Activity -> Go over the listing below line by line, and return each one holding the string "ApiResponse".

Material for this exercise ->
*** Block opens ***

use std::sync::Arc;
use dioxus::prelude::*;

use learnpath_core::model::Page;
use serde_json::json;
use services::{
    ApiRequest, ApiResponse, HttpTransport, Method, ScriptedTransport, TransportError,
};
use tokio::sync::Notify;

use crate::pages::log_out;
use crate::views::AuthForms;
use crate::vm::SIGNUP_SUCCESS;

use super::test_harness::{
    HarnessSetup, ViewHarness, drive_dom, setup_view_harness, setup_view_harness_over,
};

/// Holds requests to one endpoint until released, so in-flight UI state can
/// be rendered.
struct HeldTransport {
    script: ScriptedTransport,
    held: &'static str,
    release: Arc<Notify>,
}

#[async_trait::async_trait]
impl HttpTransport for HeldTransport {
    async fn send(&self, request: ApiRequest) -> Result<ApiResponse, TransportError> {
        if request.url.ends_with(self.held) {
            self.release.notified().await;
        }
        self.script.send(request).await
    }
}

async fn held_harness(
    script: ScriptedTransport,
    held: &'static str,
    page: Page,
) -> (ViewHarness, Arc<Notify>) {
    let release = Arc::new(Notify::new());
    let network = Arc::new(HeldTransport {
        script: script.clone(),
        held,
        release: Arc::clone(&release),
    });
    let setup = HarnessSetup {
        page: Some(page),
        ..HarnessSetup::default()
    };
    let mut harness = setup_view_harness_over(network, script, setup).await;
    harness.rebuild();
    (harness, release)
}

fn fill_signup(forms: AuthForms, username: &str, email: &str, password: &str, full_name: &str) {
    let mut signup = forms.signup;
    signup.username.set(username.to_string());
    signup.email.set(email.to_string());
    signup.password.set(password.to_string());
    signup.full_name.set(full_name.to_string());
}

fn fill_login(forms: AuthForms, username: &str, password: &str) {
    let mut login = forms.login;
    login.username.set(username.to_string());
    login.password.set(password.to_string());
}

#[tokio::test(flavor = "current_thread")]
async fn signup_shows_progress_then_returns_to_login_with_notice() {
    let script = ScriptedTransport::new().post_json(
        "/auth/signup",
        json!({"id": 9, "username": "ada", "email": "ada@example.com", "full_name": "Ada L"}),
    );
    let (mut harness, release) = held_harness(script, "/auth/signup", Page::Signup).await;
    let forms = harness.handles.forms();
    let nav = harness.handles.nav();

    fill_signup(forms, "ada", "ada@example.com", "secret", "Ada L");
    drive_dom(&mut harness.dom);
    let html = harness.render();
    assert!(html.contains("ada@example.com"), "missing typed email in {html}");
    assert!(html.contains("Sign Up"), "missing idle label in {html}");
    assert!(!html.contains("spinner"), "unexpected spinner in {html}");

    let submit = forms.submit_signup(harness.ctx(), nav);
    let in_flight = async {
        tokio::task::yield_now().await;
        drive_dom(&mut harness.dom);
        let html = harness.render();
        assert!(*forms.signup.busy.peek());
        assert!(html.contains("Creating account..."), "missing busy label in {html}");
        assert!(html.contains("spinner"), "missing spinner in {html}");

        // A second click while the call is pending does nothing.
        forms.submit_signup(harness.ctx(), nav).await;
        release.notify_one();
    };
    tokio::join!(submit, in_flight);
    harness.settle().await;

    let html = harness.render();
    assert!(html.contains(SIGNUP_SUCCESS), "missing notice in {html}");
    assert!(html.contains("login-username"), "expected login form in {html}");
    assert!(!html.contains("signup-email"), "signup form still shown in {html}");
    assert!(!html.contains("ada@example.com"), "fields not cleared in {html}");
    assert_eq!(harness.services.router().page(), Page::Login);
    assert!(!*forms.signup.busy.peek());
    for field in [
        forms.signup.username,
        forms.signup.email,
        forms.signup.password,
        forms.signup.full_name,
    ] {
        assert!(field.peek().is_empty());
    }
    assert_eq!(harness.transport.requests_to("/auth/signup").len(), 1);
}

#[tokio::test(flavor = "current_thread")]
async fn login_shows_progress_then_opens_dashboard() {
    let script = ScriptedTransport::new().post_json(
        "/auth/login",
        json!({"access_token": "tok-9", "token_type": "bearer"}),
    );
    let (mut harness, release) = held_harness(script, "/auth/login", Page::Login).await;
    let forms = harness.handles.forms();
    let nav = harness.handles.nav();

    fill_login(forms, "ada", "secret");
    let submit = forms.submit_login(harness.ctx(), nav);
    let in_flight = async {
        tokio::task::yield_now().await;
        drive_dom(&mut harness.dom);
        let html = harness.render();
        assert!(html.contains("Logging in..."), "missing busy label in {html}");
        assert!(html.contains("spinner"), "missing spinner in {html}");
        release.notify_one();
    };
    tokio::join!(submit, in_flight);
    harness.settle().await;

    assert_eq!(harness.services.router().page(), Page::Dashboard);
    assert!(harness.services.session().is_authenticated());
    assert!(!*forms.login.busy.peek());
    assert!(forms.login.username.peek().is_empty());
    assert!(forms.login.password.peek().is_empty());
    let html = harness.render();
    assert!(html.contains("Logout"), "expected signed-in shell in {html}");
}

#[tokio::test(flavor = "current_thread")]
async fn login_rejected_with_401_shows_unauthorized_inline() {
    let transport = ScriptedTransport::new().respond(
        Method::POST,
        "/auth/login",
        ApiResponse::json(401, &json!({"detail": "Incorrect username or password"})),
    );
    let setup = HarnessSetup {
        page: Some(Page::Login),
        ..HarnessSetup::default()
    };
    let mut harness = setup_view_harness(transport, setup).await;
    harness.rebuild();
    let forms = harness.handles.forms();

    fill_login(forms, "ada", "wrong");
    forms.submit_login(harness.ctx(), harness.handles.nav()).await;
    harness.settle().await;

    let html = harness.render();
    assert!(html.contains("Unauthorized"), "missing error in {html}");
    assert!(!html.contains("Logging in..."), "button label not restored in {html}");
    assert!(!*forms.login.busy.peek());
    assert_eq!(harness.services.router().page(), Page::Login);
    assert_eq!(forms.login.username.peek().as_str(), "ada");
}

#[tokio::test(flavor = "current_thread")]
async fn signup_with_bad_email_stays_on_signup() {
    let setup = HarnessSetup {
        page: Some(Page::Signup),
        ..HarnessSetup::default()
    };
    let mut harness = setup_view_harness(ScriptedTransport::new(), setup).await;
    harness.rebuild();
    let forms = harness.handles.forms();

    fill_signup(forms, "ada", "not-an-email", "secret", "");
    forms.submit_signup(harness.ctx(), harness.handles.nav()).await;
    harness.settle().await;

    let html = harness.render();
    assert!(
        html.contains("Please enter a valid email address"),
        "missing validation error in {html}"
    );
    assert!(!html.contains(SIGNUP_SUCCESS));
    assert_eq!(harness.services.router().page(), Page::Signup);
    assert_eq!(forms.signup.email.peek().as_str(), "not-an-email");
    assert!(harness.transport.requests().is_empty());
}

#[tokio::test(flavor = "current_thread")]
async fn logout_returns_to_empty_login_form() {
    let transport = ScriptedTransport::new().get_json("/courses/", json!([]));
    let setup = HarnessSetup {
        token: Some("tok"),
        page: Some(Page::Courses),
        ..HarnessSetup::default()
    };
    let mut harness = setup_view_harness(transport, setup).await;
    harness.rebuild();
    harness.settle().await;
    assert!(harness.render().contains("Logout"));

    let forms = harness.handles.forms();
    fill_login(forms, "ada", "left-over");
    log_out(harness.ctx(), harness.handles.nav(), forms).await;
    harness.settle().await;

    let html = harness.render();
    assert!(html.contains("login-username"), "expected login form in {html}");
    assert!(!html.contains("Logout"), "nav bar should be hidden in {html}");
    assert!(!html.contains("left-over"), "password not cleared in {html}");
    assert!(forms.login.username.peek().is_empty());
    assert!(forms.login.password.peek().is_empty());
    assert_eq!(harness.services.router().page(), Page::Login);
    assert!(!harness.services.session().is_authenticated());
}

*** Block closes ***

Exercise response ->
    ApiRequest, ApiResponse, HttpTransport, Method, ScriptedTransport, TransportError,
    async fn send(&self, request: ApiRequest) -> Result<ApiResponse, TransportError> {
        ApiResponse::json(401, &json!({"detail": "Incorrect username or password"})),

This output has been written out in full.